Localisation d’Anderson de la lumière en trois dimensions © A. Yamilov, S.E. Skipetrov, T.W. Hughes, M. Minkov, Z. Yu, H. Cao

Cage dorée pour photons !

Résultat scientifique

Plusieurs expériences ont été réalisées depuis 30 ans pour observer la localisation d’Anderson de la lumière dans un milieu désordonné tridimensionnel diélectrique. Des chercheurs montrent par simulations numériques que la localisation d’Anderson n’est en fait pas possible dans ces milieux et suggèrent qu’elle devrait pouvoir s’observer dans un milieu désordonné dont une des composantes est un bon conducteur d’électricité.

La localisation d’Anderson est un phénomène universel qui se produit lorsqu’une onde est diffusée dans un milieu fortement désordonné. Le désordre provoque des effets d’interférence qui bloquent la propagation de l’onde tandis qu’une particule classique pourra toujours traverser le milieu même si sa trajectoire ne sera pas rectiligne et ressemblera à une marche aléatoire. En termes de modes propres de l’équation d’onde, ces derniers deviennent localisés en espace. Ce phénomène est particulièrement intéressant en trois dimensions (3D) car il ne se produit qu’à désordre fort et une transition entre les modes étendus (propagation diffusive, marche aléatoire) et la localisation spatiale (blocage de propagation) peut être observée en augmentant le désordre.

La localisation due au désordre a été découverte par P.W. Anderson en 1958 dans le contexte de transport électronique dans des (semi-)conducteurs à basse température décrit par l’équation de Schrödinger. Les ondes électromagnétiques en général et la lumière en particulier ont été proposées dans les années 1980 comme candidates idéales à son observation grâce à la facilité de créer une situation expérimentale dans laquelle les photons n’interagissent ni entre eux ni avec d’autres quasi-particules comme les phonons par exemple. Mais si des expériences remarquables ont en effet démontré la localisation d’Anderson des ondes électromagnétiques dans les systèmes de basse dimensionalité, les expériences effectuées sur les milieux désordonnés diélectriques 3D ont rencontré des difficultés inattendues et n’ont jamais été conclusives. Le phénomène de transition vers la localisation, qui lui n’existe qu’en 3D, n’a donc jamais été observé pour les ondes électromagnétiques !
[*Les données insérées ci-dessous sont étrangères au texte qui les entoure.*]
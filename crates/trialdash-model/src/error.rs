use chrono::NaiveDate;
use thiserror::Error;

#[derive(Debug, Error)]
pub enum ModelError {
    #[error("site range for {site} starts after it ends ({start} > {end})")]
    InvertedRange { site: String, start: i64, end: i64 },
    #[error("invalid start month {month} for site {site}")]
    InvalidMonth { site: String, month: u32 },
    #[error("invalid expected enrollment entry {value:?} for site {site}")]
    InvalidExpected { site: String, value: String },
    #[error("row has {actual} cells but table {table} has {expected} columns")]
    RowWidth {
        table: String,
        expected: usize,
        actual: usize,
    },
    #[error("report window of {days} days before {end} is out of the calendar range")]
    WindowOutOfRange { end: NaiveDate, days: i64 },
    #[error("{0}")]
    Message(String),
}

pub type Result<T> = std::result::Result<T, ModelError>;
use chrono::{NaiveDate, NaiveDateTime};
use proptest::prelude::*;

use trialdash_model::{
    Cell, Coded, Demographics, DisplayDictionary, EventRecord, SiteActivation, SubjectRecord,
    TermLookup, VisitProgress,
};
use trialdash_tables::{
    ALL_SITES, BUILD_ERROR_PREFIX, DemographicField, ReportInputs, SheetId, SiteKey, build_report,
    demographic_rollup,
};

fn at(month: u32, day: u32) -> Option<NaiveDateTime> {
    NaiveDate::from_ymd_opt(2024, month, day).and_then(|d| d.and_hms_opt(9, 0, 0))
}

fn subject(record_id: i64, site: &str, interest: i64) -> SubjectRecord {
    SubjectRecord {
        screening_id: Some(1000 + record_id),
        record_id: Some(record_id),
        site: Some(Coded::new(site, Some(site))),
        participation_interest: Some(Coded::new(interest, None)),
        ..SubjectRecord::default()
    }
}

fn enrolled(record_id: i64, site: &str, sex: &str) -> SubjectRecord {
    SubjectRecord {
        consent_obtained: at(3, 1),
        visits: VisitProgress {
            baseline: true,
            ..VisitProgress::default()
        },
        demographics: Demographics {
            sex: Some(sex.to_string()),
            race: Some("White".to_string()),
            ethnicity: Some("Not Hispanic or Latino".to_string()),
            age: Some(50.0 + record_id as f64),
            ..Demographics::default()
        },
        ..subject(record_id, site, 2)
    }
}

fn dictionary() -> DisplayDictionary {
    let mut dictionary = DisplayDictionary::default();
    for (field, labels) in [
        ("sex", vec!["Male", "Female"]),
        ("dem_race", vec!["White", "Black or African American", "Asian"]),
        ("ethnic", vec!["Hispanic or Latino", "Not Hispanic or Latino"]),
    ] {
        let lookup: TermLookup = labels
            .into_iter()
            .enumerate()
            .map(|(idx, label)| (idx as i64 + 1, label))
            .collect();
        dictionary.single.insert(field.to_string(), lookup);
    }
    dictionary
}

fn fixture() -> (Vec<SubjectRecord>, Vec<EventRecord>) {
    let subjects = vec![
        enrolled(1, "A", "Female"),
        enrolled(2, "A", "Male"),
        enrolled(3, "B", "Female"),
        subject(4, "B", 0),
        subject(5, "A", 1),
    ];
    let events = vec![EventRecord {
        record_id: 1,
        instance: 1,
        site: Some("A".into()),
        ae_flag: Some(Coded::labelled(1, "Yes")),
        ae_severity: Some(Coded::labelled(1, "Mild")),
        onset_date: at(5, 10),
        ..EventRecord::default()
    }];
    (subjects, events)
}

#[test]
fn report_has_every_sheet_in_order() {
    let (subjects, events) = fixture();
    let dictionary = dictionary();
    let activation = vec![SiteActivation::new("A", 2024, 1, vec![1, 1, 1]).unwrap()];
    let centers = vec!["A".to_string(), "B".to_string()];
    let inputs = ReportInputs {
        subjects: &subjects,
        events: &events,
        dictionary: &dictionary,
        activation: &activation,
        centers: &centers,
        screening_key: SiteKey::Center,
    };
    let window = trialdash_model::ReportWindow::new(NaiveDate::from_ymd_opt(2024, 5, 15).unwrap());
    let report = build_report(&inputs, &window);

    assert!(report.failures.is_empty(), "{:?}", report.failures);
    let ids: Vec<SheetId> = report.sheets.iter().map(|sheet| sheet.id).collect();
    assert_eq!(ids, SheetId::ALL.to_vec());

    let screening = report.table(SheetId::Screening).unwrap();
    assert_eq!(screening.cell(ALL_SITES, "All Participants"), Some(&Cell::Int(5)));

    let adverse = report.table(SheetId::AdverseEvents).unwrap();
    let with = adverse.grouped_column_index("", "# With Adverse Event").unwrap();
    assert_eq!(adverse.row_by_label("A").unwrap()[with], Cell::Int(1));
    assert_eq!(report.table(SheetId::AdverseEventListing).unwrap().rows.len(), 1);

    let sex = report.table(SheetId::Sex).unwrap();
    assert_eq!(sex.cell("Female", "Count"), Some(&Cell::Int(2)));
    assert_eq!(sex.cell("All", "Count"), Some(&Cell::Int(3)));

    // Consents in March, activation in January: study month 3.
    let wide = report.curve.wide_view("A");
    assert_eq!(wide[2].actual_monthly, 2);
    assert!(report.date_message.contains("2024-05-15"));
}

#[test]
fn failing_builders_leave_other_sheets_intact() {
    let (subjects, events) = fixture();
    let empty = DisplayDictionary::default();
    let centers = vec!["A".to_string(), "B".to_string()];
    let inputs = ReportInputs {
        subjects: &subjects,
        events: &events,
        dictionary: &empty,
        activation: &[],
        centers: &centers,
        screening_key: SiteKey::Center,
    };
    let window = trialdash_model::ReportWindow::new(NaiveDate::from_ymd_opt(2024, 5, 15).unwrap());
    let report = build_report(&inputs, &window);

    let failed: Vec<SheetId> = report.failures.iter().map(|failure| failure.id).collect();
    assert_eq!(
        failed,
        vec![SheetId::Sex, SheetId::Race, SheetId::Ethnicity, SheetId::Enrollment]
    );
    let race = report.table(SheetId::Race).unwrap();
    assert!(race.is_placeholder());
    assert!(race.columns[0].label.starts_with(BUILD_ERROR_PREFIX));
    assert!(report.curve.is_empty());

    assert_eq!(report.sheets.len(), SheetId::ALL.len());
    let consent = report.table(SheetId::Consent).unwrap();
    assert_eq!(consent.cell(ALL_SITES, "Consented"), Some(&Cell::Int(3)));
    assert!(!report.table(SheetId::Age).unwrap().is_placeholder());
}

#[test]
fn oversized_listing_window_fails_only_the_listings() {
    let (subjects, events) = fixture();
    let dictionary = dictionary();
    let activation = vec![SiteActivation::new("A", 2024, 1, vec![1, 1, 1]).unwrap()];
    let centers = vec!["A".to_string(), "B".to_string()];
    let inputs = ReportInputs {
        subjects: &subjects,
        events: &events,
        dictionary: &dictionary,
        activation: &activation,
        centers: &centers,
        screening_key: SiteKey::Center,
    };
    let window = trialdash_model::ReportWindow::new(NaiveDate::from_ymd_opt(2024, 6, 1).unwrap())
        .with_report_days(100_000_000);
    let report = build_report(&inputs, &window);

    let failed: Vec<SheetId> = report.failures.iter().map(|failure| failure.id).collect();
    assert_eq!(
        failed,
        vec![
            SheetId::DeclineComments,
            SheetId::DeviationListing,
            SheetId::AdverseEventListing
        ]
    );
    let listing = report.table(SheetId::AdverseEventListing).unwrap();
    assert!(listing.columns[0].label.starts_with(BUILD_ERROR_PREFIX));
    assert_eq!(report.sheets.len(), SheetId::ALL.len());
    let screening = report.table(SheetId::Screening).unwrap();
    assert_eq!(screening.cell(ALL_SITES, "All Participants"), Some(&Cell::Int(5)));
    assert!(!report.curve.is_empty());
}

proptest! {
    #[test]
    fn rollup_counts_add_up_to_the_active_cohort(
        picks in prop::collection::vec(prop::option::of(0_usize..4), 1..40),
    ) {
        let labels = ["Male", "Female", "Nonbinary", "Prefer not to say"];
        let subjects: Vec<SubjectRecord> = picks
            .iter()
            .enumerate()
            .map(|(idx, pick)| SubjectRecord {
                consent_obtained: at(1, 1),
                demographics: Demographics {
                    sex: pick.map(|p| labels[p].to_string()),
                    ..Demographics::default()
                },
                ..subject(idx as i64, "A", 2)
            })
            .collect();
        let table = demographic_rollup("t", &subjects, &dictionary(), DemographicField::Sex).unwrap();

        let body: Vec<_> = table.rows.iter().filter(|row| row[0].as_str() != Some("All")).collect();
        let sum: i64 = body.iter().filter_map(|row| row[1].as_i64()).sum();
        prop_assert_eq!(sum, subjects.len() as i64);
        for known in ["Male", "Female"] {
            prop_assert!(body.iter().any(|row| row[0].as_str() == Some(known)));
        }
    }
}
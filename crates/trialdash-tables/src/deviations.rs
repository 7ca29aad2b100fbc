//! Protocol deviation tables.

use std::collections::HashSet;

use trialdash_common::format_percent;
use trialdash_model::{
    Cell, ColumnSpec, DisplayDictionary, EventRecord, ReportTable, ReportWindow, SubjectRecord,
};

use crate::common::{
    ALL_SITES, BaselineCohort, Counter, Tally, categories, columns, grouped, sum_row,
};
use crate::error::Result;

pub const DEVIATION_TYPE_FIELD: &str = "erep_protdev_type";

pub const NO_DEVIATIONS_MESSAGE: &str = "No Deviations in the reporting timeframe";

fn deviation_label(event: &EventRecord) -> String {
    event
        .deviation_type
        .as_ref()
        .map_or_else(String::new, |kind| kind.display().into_owned())
}

/// Deviations per treating center with a baseline-cohort rate and a count
/// per deviation type.
///
/// Every deviation type in the dictionary gets a column, zero-filled for
/// centers that never recorded it.
pub fn deviations_by_center(
    title: &str,
    subjects: &[SubjectRecord],
    events: &[EventRecord],
    centers: &[String],
    dictionary: &DisplayDictionary,
) -> Result<ReportTable> {
    if centers.is_empty() {
        return Ok(ReportTable::no_data(title));
    }
    let deviations: Vec<&EventRecord> = events.iter().filter(|e| e.is_deviation()).collect();
    let labels: Vec<String> = deviations.iter().copied().map(deviation_label).collect();
    let types = categories(
        dictionary.lookup_multi(DEVIATION_TYPE_FIELD),
        labels.iter().map(String::as_str),
    );

    let mut totals = Counter::new();
    let mut by_type = Tally::new()
        .with_rows(centers.iter().cloned())
        .with_columns(types.iter().cloned());
    let mut with_deviation: HashSet<i64> = HashSet::new();
    for (event, label) in deviations.iter().zip(&labels) {
        with_deviation.insert(event.record_id);
        if let Some(site) = event.site.as_deref() {
            totals.add(site, 1);
            by_type.add_known_row(site, label);
        }
    }

    let cohort = BaselineCohort::new(subjects);
    let mut header = vec![ColumnSpec::grouped("", "Center Name")];
    header.extend(grouped(
        "Subjects",
        ["Baseline", "# With 1+ Deviations", "% Baseline with Deviation"],
    ));
    header.push(ColumnSpec::grouped("Deviations", "Total # of Dev."));
    header.extend(grouped("Deviations", types.iter().cloned()));
    let mut table = ReportTable::new(title, header);

    let rows: Vec<Vec<Cell>> = centers
        .iter()
        .map(|center| {
            let baseline = cohort.size(center);
            let with = cohort.with_records(center, &with_deviation);
            let mut row = vec![
                Cell::text(center.as_str()),
                Cell::Int(baseline),
                Cell::Int(with),
                Cell::text(format_percent(with as f64, baseline as f64)),
                Cell::Int(totals.get(center)),
            ];
            row.extend(types.iter().map(|kind| Cell::Int(by_type.get(center, kind))));
            row
        })
        .collect();

    let mut total = sum_row(ALL_SITES, &rows, table.columns.len());
    if let (Some(baseline), Some(with)) = (total[1].as_f64(), total[2].as_f64()) {
        total[3] = Cell::text(format_percent(with, baseline));
    }
    for row in rows {
        table.push_row(row)?;
    }
    table.push_row(total)?;
    Ok(table)
}

/// Deviations recorded during the listing window, most recent first.
pub fn deviation_listing(
    title: &str,
    events: &[EventRecord],
    window: &ReportWindow,
) -> Result<ReportTable> {
    let range = window.listing_range()?;
    let mut recent: Vec<&EventRecord> = events
        .iter()
        .filter(|event| event.is_deviation())
        .filter(|event| event.deviation_datetime.is_some_and(|at| range.contains(at)))
        .collect();
    if recent.is_empty() {
        return Ok(ReportTable::placeholder(title, NO_DEVIATIONS_MESSAGE));
    }
    recent.sort_by(|a, b| {
        b.deviation_datetime
            .cmp(&a.deviation_datetime)
            .then(a.record_id.cmp(&b.record_id))
            .then_with(|| {
                let code = |e: &EventRecord| e.deviation_type.as_ref().map(|t| t.key.clone());
                code(a).cmp(&code(b))
            })
    });

    let mut table = ReportTable::new(
        title,
        columns([
            "Center Name",
            "PID",
            "Deviation Date",
            "Deviation",
            "Description",
            "Corrective Action",
        ]),
    );
    for event in recent {
        table.push_row(vec![
            Cell::opt_text(event.site.clone()),
            Cell::Int(event.record_id),
            Cell::opt_date(event.deviation_datetime.map(|at| at.date())),
            Cell::text(deviation_label(event)),
            Cell::opt_text(event.deviation_description.clone()),
            Cell::opt_text(event.corrective_action.clone()),
        ])?;
    }
    Ok(table)
}

#[cfg(test)]
mod tests {
    use super::*;
    use chrono::{NaiveDate, NaiveDateTime};
    use trialdash_model::{Coded, TermLookup, VisitProgress};

    fn at(day: u32) -> Option<NaiveDateTime> {
        NaiveDate::from_ymd_opt(2024, 5, day).and_then(|d| d.and_hms_opt(9, 0, 0))
    }

    fn baseline_subject(site: &str, record_id: i64) -> SubjectRecord {
        SubjectRecord {
            record_id: Some(record_id),
            site: Some(Coded::new(site, Some(site))),
            consent_obtained: at(1),
            visits: VisitProgress {
                baseline: true,
                ..VisitProgress::default()
            },
            ..SubjectRecord::default()
        }
    }

    fn deviation(record_id: i64, site: &str, code: i64, label: &str, day: u32) -> EventRecord {
        EventRecord {
            record_id,
            instance: 1,
            site: Some(site.to_string()),
            deviation_type: Some(Coded::labelled(code, label)),
            deviation_datetime: at(day),
            ..EventRecord::default()
        }
    }

    fn dictionary() -> DisplayDictionary {
        let mut dictionary = DisplayDictionary::default();
        dictionary.multi.insert(
            DEVIATION_TYPE_FIELD.into(),
            [(1, "Blood Draw"), (2, "Imaging"), (3, "Visit Timeline")]
                .into_iter()
                .collect::<TermLookup>(),
        );
        dictionary
    }

    #[test]
    fn by_center_uses_baseline_denominator_and_backfills_types() {
        let subjects = vec![
            baseline_subject("A", 1),
            baseline_subject("A", 2),
            SubjectRecord {
                visits: VisitProgress::default(),
                ..baseline_subject("A", 3)
            },
        ];
        let events = vec![
            deviation(1, "A", 1, "Blood Draw", 10),
            deviation(1, "A", 2, "Imaging", 11),
            deviation(3, "A", 2, "Imaging", 12),
        ];
        let centers = vec!["A".to_string(), "B".to_string()];
        let table = deviations_by_center("t", &subjects, &events, &centers, &dictionary()).unwrap();

        assert!(table.has_groups());
        let idx = |group: &str, label: &str| table.grouped_column_index(group, label).unwrap();
        let a = table.row_by_label("A").unwrap();
        assert_eq!(a[idx("Subjects", "Baseline")], Cell::Int(2));
        assert_eq!(a[idx("Subjects", "# With 1+ Deviations")], Cell::Int(1));
        assert_eq!(a[idx("Subjects", "% Baseline with Deviation")], Cell::text("50.00"));
        assert_eq!(a[idx("Deviations", "Total # of Dev.")], Cell::Int(3));
        assert_eq!(a[idx("Deviations", "Imaging")], Cell::Int(2));
        assert_eq!(a[idx("Deviations", "Visit Timeline")], Cell::Int(0));

        let b = table.row_by_label("B").unwrap();
        assert_eq!(b[idx("Subjects", "% Baseline with Deviation")], Cell::text("-"));

        let all = table.row_by_label(ALL_SITES).unwrap();
        assert_eq!(all[idx("Subjects", "% Baseline with Deviation")], Cell::text("50.00"));
        assert_eq!(all[idx("Deviations", "Blood Draw")], Cell::Int(1));
    }

    #[test]
    fn listing_keeps_window_and_sorts_newest_first() {
        let events = vec![
            deviation(2, "A", 1, "Blood Draw", 12),
            deviation(1, "A", 2, "Imaging", 14),
            deviation(1, "A", 1, "Blood Draw", 2),
        ];
        let window = ReportWindow::new(NaiveDate::from_ymd_opt(2024, 5, 15).unwrap());
        let table = deviation_listing("t", &events, &window).unwrap();
        assert_eq!(table.rows.len(), 2);
        assert_eq!(table.rows[0][3], Cell::text("Imaging"));
        assert_eq!(table.rows[1][1], Cell::Int(2));

        let none = deviation_listing("t", &[], &window).unwrap();
        assert!(none.is_placeholder());
        assert_eq!(none.columns[0].label, NO_DEVIATIONS_MESSAGE);
    }
}
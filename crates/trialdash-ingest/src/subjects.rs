//! Subject-level ("weekly") record loading.

use std::collections::BTreeMap;

use polars::prelude::DataFrame;
use serde::{Deserialize, Serialize};
use serde_json::Value;
use tracing::debug;

use trialdash_model::{
    Demographics, DisplayDictionary, EligibilityScreen, SubjectRecord, VisitProgress,
};

use crate::error::{IngestError, Result};
use crate::frame::{FrameReader, attach_display, coerce_numeric, frame_from_rows, read_csv_frame};
use crate::report::{LoadReport, load_units};
use crate::source::{Fetcher, Location};

/// Date/time columns of the subject payload.
pub const SUBJECT_DATE_COLUMNS: &[&str] = &[
    "date_of_contact",
    "date_and_time",
    "obtain_date",
    "ewdateterm",
    "sp_surg_date",
];

/// Free-text columns that must never be cast to numbers.
const SUBJECT_TEXT_COLUMNS: &[&str] = &["reason_not_interested", "ptinterest_comment", "ewcomments"];

#[derive(Debug, Clone, Copy, PartialEq, Eq, Serialize, Deserialize)]
#[serde(rename_all = "lowercase")]
pub enum SubjectFormat {
    /// One CSV payload per fetch.
    Csv,
    /// A JSON array of row objects per fetch.
    Json,
}

#[derive(Debug, Clone, PartialEq, Eq)]
pub struct SubjectSource {
    pub format: SubjectFormat,
    pub location: Location,
}

/// Loads subject records from every unit of `source`.
pub fn load_subject_records<F: Fetcher + ?Sized>(
    source: &SubjectSource,
    units: &[String],
    dictionary: &DisplayDictionary,
    fetcher: &F,
) -> LoadReport<SubjectRecord> {
    load_units("subjects", &source.location, units, fetcher, |bytes| {
        match source.format {
            SubjectFormat::Csv => parse_subject_csv(bytes, dictionary),
            SubjectFormat::Json => parse_subject_json(&bytes, dictionary),
        }
    })
}

pub fn parse_subject_csv(bytes: Vec<u8>, dictionary: &DisplayDictionary) -> Result<Vec<SubjectRecord>> {
    let df = read_csv_frame(bytes)?;
    subjects_from_frame(df, dictionary)
}

pub fn parse_subject_json(bytes: &[u8], dictionary: &DisplayDictionary) -> Result<Vec<SubjectRecord>> {
    let value: Value = serde_json::from_slice(bytes)?;
    let Value::Array(items) = value else {
        return Err(IngestError::Parse {
            what: "subject records".to_string(),
            reason: "expected a JSON array of records".to_string(),
        });
    };
    let mut rows = Vec::with_capacity(items.len());
    for item in items {
        let Value::Object(fields) = item else {
            return Err(IngestError::Parse {
                what: "subject records".to_string(),
                reason: "array element is not an object".to_string(),
            });
        };
        rows.push(json_row(fields));
    }
    subjects_from_frame(frame_from_rows(&rows)?, dictionary)
}

/// Flattens one JSON object into text cells; nulls are left out.
pub(crate) fn json_row(fields: serde_json::Map<String, Value>) -> BTreeMap<String, String> {
    fields
        .into_iter()
        .filter_map(|(key, value)| json_text(value).map(|text| (key, text)))
        .collect()
}

pub(crate) fn json_text(value: Value) -> Option<String> {
    match value {
        Value::Null => None,
        Value::String(text) => Some(text),
        Value::Bool(flag) => Some(if flag { "1" } else { "0" }.to_string()),
        Value::Number(number) => Some(number.to_string()),
        other => Some(other.to_string()),
    }
}

fn subjects_from_frame(mut df: DataFrame, dictionary: &DisplayDictionary) -> Result<Vec<SubjectRecord>> {
    let keep_text: Vec<&str> = SUBJECT_DATE_COLUMNS
        .iter()
        .chain(SUBJECT_TEXT_COLUMNS)
        .copied()
        .collect();
    let coerced = coerce_numeric(&mut df, &keep_text)?;
    let labelled = attach_display(&mut df, &dictionary.single)?;
    debug!(
        rows = df.height(),
        numeric_columns = coerced.len(),
        display_columns = labelled,
        "subject frame prepared"
    );

    let reader = FrameReader::new(&df);
    Ok((0..reader.height())
        .map(|idx| subject_from_row(&reader, idx))
        .collect())
}

fn subject_from_row(row: &FrameReader<'_>, idx: usize) -> SubjectRecord {
    SubjectRecord {
        screening_id: row.int("screening_id", idx),
        record_id: row.int("record_id", idx),
        site: row.coded("redcap_data_access_group", idx),
        screening_site: None,
        participation_interest: row.coded("participation_interest", idx),
        decline_reasons: row.text("reason_not_interested", idx),
        decline_comment: row.text("ptinterest_comment", idx),
        contact_date: row.datetime("date_of_contact", idx),
        consent_datetime: row.datetime("date_and_time", idx),
        consent_obtained: row.datetime("obtain_date", idx),
        termination_date: row.datetime("ewdateterm", idx),
        termination_reason: row.coded("ewprimaryreason", idx),
        termination_comments: row.text("ewcomments", idx),
        surgery_date: row.datetime("sp_surg_date", idx),
        eligibility: EligibilityScreen {
            cohort: row.int("mcc", idx),
            incl_comply: row.int("sp_inclcomply", idx),
            incl_age: row.int("sp_inclage1884", idx),
            incl_surgery: row.int("sp_inclsurg", idx),
            excl_knee_replacement: row.int("sp_exclarthkneerep", idx),
            excl_joint_infection: row.int("sp_exclinfdxjoint", idx),
            excl_no_english: row.int("sp_exclnoreadspkenglish", idx),
            mri_compatible: row.int("sp_mricompatscr", idx),
            excl_other_major_surgery: row.int("sp_exclothmajorsurg", idx),
            excl_prior_thoracic: row.int("sp_exclprevbilthorpro", idx),
        },
        visits: VisitProgress {
            baseline: row.flag("start_v1_preop", idx),
            week_6: row.flag("start_v2_6wk", idx),
            month_3: row.flag("start_v3_3mo", idx),
            month_6: row.flag("start_6mo", idx),
            month_12: row.flag("start_12mo", idx),
        },
        demographics: Demographics {
            age: row.float("age", idx),
            race: row.label("dem_race", idx),
            ethnicity: row.label("ethnic", idx),
            sex: row.label("sex", idx),
            screening_age: row.float("screening_age", idx),
            screening_race: row.label("screening_race", idx),
            screening_ethnicity: row.label("screening_ethnicity", idx),
            screening_sex: row.label("screening_gender", idx),
        },
    }
}

/// Distinct treating-center labels in first-seen order.
pub fn centers(records: &[SubjectRecord]) -> Vec<String> {
    let mut centers: Vec<String> = Vec::new();
    for center in records.iter().filter_map(SubjectRecord::center) {
        if !centers.iter().any(|known| known == center.as_ref()) {
            centers.push(center.into_owned());
        }
    }
    centers
}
Des travaux théoriques récents ont suggéré que les ondes électromagnétiques longitudinales qui peuvent exister grâce à l’hétérogénéité désordonnée du milieu (les ondes électromagnétiques sont transverses dans un milieu homogène) empêchent la localisation d’Anderson de la lumière dans un modèle simplifié de diffuseurs résonnants ponctuels en 3D. Il y aurait donc une raison fondamentale qui empêcherait la localisation de la lumière, au-delà des difficultés expérimentales. Néanmoins, la question concernant la généralité de cette conclusion et de sa pertinence pour les milieux diélectriques utilisés dans les expériences est restée ouverte jusqu’à ce jour.

Dans une étude cosignée par une équipe internationale comprenant un chercheur du Laboratoire de physique & modélisation des milieux condensés (LPMMC, CNRS / Université Grenoble Alpes), des méthodes numériques optimisées ont été utilisées pour obtenir les solutions exactes des équations de Maxwell dans un milieu désordonné composé de sphères diélectriques placées au hasard. L’optimisation et la parallélisation de l’algorithme numérique a permis de simuler des systèmes très grands, composés de plusieurs millions de sphères, avec une résolution spatiale allant jusqu’à une quarantième de la longueur d’onde dans le vide. Les chercheurs ont constaté que le transport optique reste diffusif quels que soient la densité des sphères et leur indice de réfraction, et ont en donc conclu que la localisation d’Anderson des ondes électromagnétiques n’est pas possible dans un milieu diélectrique, au moins lorsque le désordre ne présente aucune corrélation spatiale de longue portée et lorsque le spectre optique n’a pas de bande interdite. Ce résultat confirme le caractère fondamental des échecs des expériences précédentes.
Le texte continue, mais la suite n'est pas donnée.